Il faut savoir pourquoi. Il est important de noter qu'il y avait à la fois des Chi'ites et des Sunnites. Donc il ne s'agit pas d'un réglement de compte entre communautés religieuses. S'agit-il d'une punition d'une tribu, pour quelque contentieux ? Si oui, pourquoi ces hommes "en tenue militaire, circulant dans des véhicules de l'armée" ?

On peut hasarder une hypothèse : qu'il s'agisse d'un acte mûrement réfléchi, consistant à pousser les populations civiles à "s'engager dans la lutte" en utilisant la terreur érigée en système. C'est exactement ce qui s'est fait par deux fois en Algérie où les "tièdes", "ceux qui voulaient rester en dehors" étaient égorgés massivement, par villages entiers. Cela ne peut se produire que lorsque l'autorité policière ( ici américaine et irakienne ) a perdu complètement le contrôle. Il n'est pas impossible que le conflit irakien se modèle dans l'avenir sur celui des conflits algériens, particulièrement sanglants. Tout se centre alors sur une effroyable stratégie de la terreur, à croissance exponentielle, face à laquelle on ne peut pratiquement plus rien, le pays sombrant dans une folie fratricide. On notera que le Kamikaze n'a pas foncé vers un groupe de soldats américains ou vers un commissariat, mais vers un simple rassemblement d'ouvriers se rendant au travail.

Cette politique de la terreur équivaut à " Vous choisissez. C'est le Jihad, avec nous, ou la mort. C'est simple ". L'Algérie a connue ce type d'évolution effroyable. Ce qui a été épouvantable, en Algérie, c'est que la guerre civile qui a suivi la guerre visant à rejeter les Français, les "pied-noirs" n'a pas été moins violente. Nous n'en avons simplement eu que des échos très atténués par delà la Méditerrannée. Pendant des années les Français savaient simplement que " de l'autre côte de la Méditerranée "ils" s'étripaient, sans que les gens sachent très bien qui combattait qui, et au nom de quoi. Les commentaires de bistrot commençaient invariablement par : " Depuis que nous sommes partis ...".Les appels des intellectuels, des journalistes et des hommes politiques algériens, qui se faisaient quotidiennement massacrer restèrent en France sans échos, pendant des années. Comme si les Français étaient finalement assez contents de voir les Algériens "punis de les avoir virés".

Des films ont été diffusés ( très tardivement ) en novembre 2004, retraçant cette époque épouvantable. Des lecteurs auraient-ils enregistré ces émissions ? Pourraient-ils en produire des copies DivX ?
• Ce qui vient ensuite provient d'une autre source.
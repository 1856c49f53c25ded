use std::sync::Arc;

use axum::{
    Json,
    extract::State,
    http::StatusCode,
    response::IntoResponse,
};
use chrono::Utc;
use uuid::Uuid;

use super::require_admin;
use crate::auth::RequireIdentity;
use crate::error::Error;
use crate::server::AppState;
use crate::server::dto::CreateRoleRequest;
use crate::server::response::{ApiError, ApiResponse, StoreResultExt};
use crate::server::validation::validate_role_name;
use crate::types::Role;

pub async fn list_roles(
    RequireIdentity(external_id): RequireIdentity,
    State(state): State<Arc<AppState>>,
) -> impl IntoResponse {
    require_admin(&state, &external_id)?;

    let roles = state.store.list_roles().api_err("Failed to list roles")?;

    Ok::<_, ApiError>(Json(ApiResponse::success(roles)))
}

pub async fn create_role(
    RequireIdentity(external_id): RequireIdentity,
    State(state): State<Arc<AppState>>,
    Json(req): Json<CreateRoleRequest>,
) -> impl IntoResponse {
    require_admin(&state, &external_id)?;
    validate_role_name(&req.name)?;

    let now = Utc::now();
    let role = Role {
        id: Uuid::new_v4().to_string(),
        name: req.name,
        description: req.description,
        is_active: true,
        created_at: now,
        updated_at: now,
    };

    match state.store.create_role(&role) {
        Ok(()) => {}
        Err(Error::AlreadyExists) => return Err(ApiError::conflict("Role already exists")),
        Err(_) => return Err(ApiError::internal("Failed to create role")),
    }

    tracing::info!("Created role {}", role.name);

    Ok((StatusCode::CREATED, Json(ApiResponse::success(role))))
}
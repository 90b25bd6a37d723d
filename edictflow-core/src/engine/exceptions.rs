//! Exception-request state machine
//!
//! An exception waives a refused change. It can only be requested against a
//! change request that is REJECTED or AUTO_REVERTED.

use std::sync::Arc;

use chrono::Duration;
use serde_json::json;
use uuid::Uuid;

use crate::audit::{entity, AuditEvent};
use crate::clock::Clock;
use crate::directory::{permissions, PermissionOracle};
use crate::error::{EdictError, Result};
use crate::model::{ExceptionRequest, ExceptionStatus, ExceptionType};
use crate::protocol::{ExceptionDeniedPayload, ExceptionGrantedPayload, Message};
use crate::storage::ControllerStore;

use super::changes::ChangeEngine;
use super::Dispatcher;

/// Input for an exception request
#[derive(Debug, Clone)]
pub struct NewException {
    pub change_id: String,
    pub user_id: String,
    pub justification: String,
    pub exception_type: ExceptionType,
    pub duration_hours: Option<u32>,
}

pub struct ExceptionEngine {
    store: Arc<dyn ControllerStore>,
    oracle: Arc<dyn PermissionOracle>,
    clock: Arc<dyn Clock>,
    dispatcher: Arc<dyn Dispatcher>,
    changes: Arc<ChangeEngine>,
}

impl ExceptionEngine {
    pub fn new(
        store: Arc<dyn ControllerStore>,
        oracle: Arc<dyn PermissionOracle>,
        clock: Arc<dyn Clock>,
        dispatcher: Arc<dyn Dispatcher>,
        changes: Arc<ChangeEngine>,
    ) -> Self {
        Self {
            store,
            oracle,
            clock,
            dispatcher,
            changes,
        }
    }

    pub fn get(&self, exception_id: &str) -> Result<ExceptionRequest> {
        self.store
            .get_exception(exception_id)?
            .ok_or_else(|| EdictError::ExceptionNotFound {
                exception_id: exception_id.to_string(),
            })
    }

    pub fn list(&self) -> Result<Vec<ExceptionRequest>> {
        self.store.list_exceptions()
    }

    /// Open a pending exception against a refused change
    pub fn request(&self, input: NewException) -> Result<ExceptionRequest> {
        if input.justification.trim().is_empty() {
            return Err(EdictError::validation("an exception requires a justification"));
        }
        if input.exception_type == ExceptionType::TimeLimited
            && input.duration_hours.unwrap_or(0) == 0
        {
            return Err(EdictError::validation(
                "a time-limited exception requires duration_hours > 0",
            ));
        }

        let change = self.changes.get(&input.change_id)?;
        if !change.status.accepts_exception() {
            return Err(EdictError::NotRejected {
                change_id: change.id,
                status: change.status.to_string(),
            });
        }

        let now = self.clock.now();
        let exception = ExceptionRequest {
            id: Uuid::new_v4().to_string(),
            change_request_id: change.id,
            user_id: input.user_id,
            justification: input.justification,
            exception_type: input.exception_type,
            duration_hours: match input.exception_type {
                ExceptionType::TimeLimited => input.duration_hours,
                ExceptionType::Permanent => None,
            },
            expires_at: None,
            status: ExceptionStatus::Pending,
            created_at: now,
            resolved_at: None,
            resolved_by: None,
        };
        self.store.insert_exception(&exception)?;
        self.store.append_audit(
            &AuditEvent::new(entity::EXCEPTION, &exception.id, "requested", &exception.user_id, now)
                .with_details(json!({
                    "change_id": exception.change_request_id,
                    "type": exception.exception_type,
                })),
        )?;
        tracing::info!(
            exception_id = %exception.id,
            change_id = %exception.change_request_id,
            "exception requested"
        );
        Ok(exception)
    }

    fn require_permission(&self, user_id: &str) -> Result<()> {
        if self
            .oracle
            .has_permission(user_id, permissions::EXCEPTIONS_RESOLVE)
        {
            Ok(())
        } else {
            Err(EdictError::NoPermission {
                user_id: user_id.to_string(),
                permission: permissions::EXCEPTIONS_RESOLVE.to_string(),
            })
        }
    }

    fn load_pending(&self, exception_id: &str, action: &'static str) -> Result<ExceptionRequest> {
        let exception = self.get(exception_id)?;
        if exception.status != ExceptionStatus::Pending {
            return Err(EdictError::InvalidState {
                entity: "exception request",
                id: exception.id,
                status: exception.status.to_string(),
                action,
            });
        }
        Ok(exception)
    }

    /// Approve: set expiry, flip the change to EXCEPTION_GRANTED, notify the agent
    pub fn approve(&self, exception_id: &str, resolver: &str) -> Result<ExceptionRequest> {
        self.require_permission(resolver)?;
        let mut exception = self.load_pending(exception_id, "approve")?;

        let change = self
            .changes
            .mark_exception_granted(&exception.change_request_id, resolver)?;

        let now = self.clock.now();
        exception.status = ExceptionStatus::Approved;
        exception.expires_at = match exception.exception_type {
            ExceptionType::TimeLimited => exception
                .duration_hours
                .map(|h| now + Duration::hours(i64::from(h))),
            ExceptionType::Permanent => None,
        };
        exception.resolved_at = Some(now);
        exception.resolved_by = Some(resolver.to_string());
        self.store.update_exception(&exception)?;
        self.store.append_audit(
            &AuditEvent::new(entity::EXCEPTION, &exception.id, "approved", resolver, now)
                .with_details(json!({ "expires_at": exception.expires_at })),
        )?;

        let granted = Message::ExceptionGranted(ExceptionGrantedPayload {
            exception_id: exception.id.clone(),
            change_id: change.id.clone(),
            rule_id: change.rule_id.clone(),
            file_path: Some(change.file_path.clone()),
            expires_at: exception.expires_at,
        });
        if !self.dispatcher.dispatch(&change.agent_id, granted) {
            tracing::debug!(agent_id = %change.agent_id, "agent offline; exception_granted dropped");
        }
        Ok(exception)
    }

    /// Deny: PENDING -> DENIED, notify the agent
    pub fn deny(&self, exception_id: &str, resolver: &str) -> Result<ExceptionRequest> {
        self.require_permission(resolver)?;
        let mut exception = self.load_pending(exception_id, "deny")?;
        let change = self.changes.get(&exception.change_request_id)?;

        let now = self.clock.now();
        exception.status = ExceptionStatus::Denied;
        exception.resolved_at = Some(now);
        exception.resolved_by = Some(resolver.to_string());
        self.store.update_exception(&exception)?;
        self.store
            .append_audit(&AuditEvent::new(entity::EXCEPTION, &exception.id, "denied", resolver, now))?;

        let denied = Message::ExceptionDenied(ExceptionDeniedPayload {
            exception_id: exception.id.clone(),
            change_id: change.id.clone(),
            file_path: Some(change.file_path.clone()),
        });
        if !self.dispatcher.dispatch(&change.agent_id, denied) {
            tracing::debug!(agent_id = %change.agent_id, "agent offline; exception_denied dropped");
        }
        Ok(exception)
    }

    /// Whether `user_id` holds an active exception for `rule_id` on `file_path`
    pub fn has_active_exception(&self, user_id: &str, rule_id: &str, file_path: &str) -> Result<bool> {
        let now = self.clock.now();
        for exception in self.store.list_exceptions()? {
            if exception.user_id != user_id || !exception.is_active_at(now) {
                continue;
            }
            if let Some(change) = self.store.get_change(&exception.change_request_id)? {
                if change.rule_id == rule_id && change.file_path == file_path {
                    return Ok(true);
                }
            }
        }
        Ok(false)
    }
}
Quand je repense à ces émissions, elles retracent des faits d'histoire, des massacres systématiques dépassant l'entendement. La diffusion très tardive de ces documents a sous doute obéi à la préoccupation des chaînes de ne pas accroître la sinistrose ambiante. En fait il faut garder ces faits en tête car il semble bien que cette histoire soit en train de se rééditer en Irak, avec le même moteur, qui dépasse la lutte légitime menée contre un oppresseur colonialiste mu par la cupidité. Il s'agit alors d'intégristes hyper-violents qui utilisent un terrorisme visant les populations civiles pour les entraîner de force dans une conflit dont le but final est l'établissement d'un régime islamique dur et de la charria.

En Irak, deux histoires se mêlent. D'un côté des hommes tentent de rejeter une main-mise américaine sur leurs ressources énergétiques, car ça n'est rien d'autres que cela. De l'autre des islamistes extrémistes ( de leur propre chef ou manipulés ) tentent de jouer sur le désordre ambiant et sur la faiblesse des forces de police, sur l'impossibilité de réagir face à un attent perpétré par un kamikaze pour implanter un nouvel état islamique.

Où se trouvent les chances de paix au milieu de tout cela ? Bien problématiques.

Le Chrétiens n'ont rien à dire, eux qui jadis dirent :

Tuez-les tous. Dieu reconnaîtra les siens

Dans le genre monstrueux on peut difficilement faire mieux. La logique islamiste extrémiste, qui fut à l'oeuvre en Algérie c'est :

Peu importe qu'on tue des innocents si, au bout du compte, la loi islamique triomphe

A suivre de près.


BAGDAD (AFP) - Au moins 92 personnes ont été tuées et 162 autres blessées dans un attentat suicide à Bagdad et attaque contre des civils au nord de la capitale mercredi matin, selon une source sécuritaire.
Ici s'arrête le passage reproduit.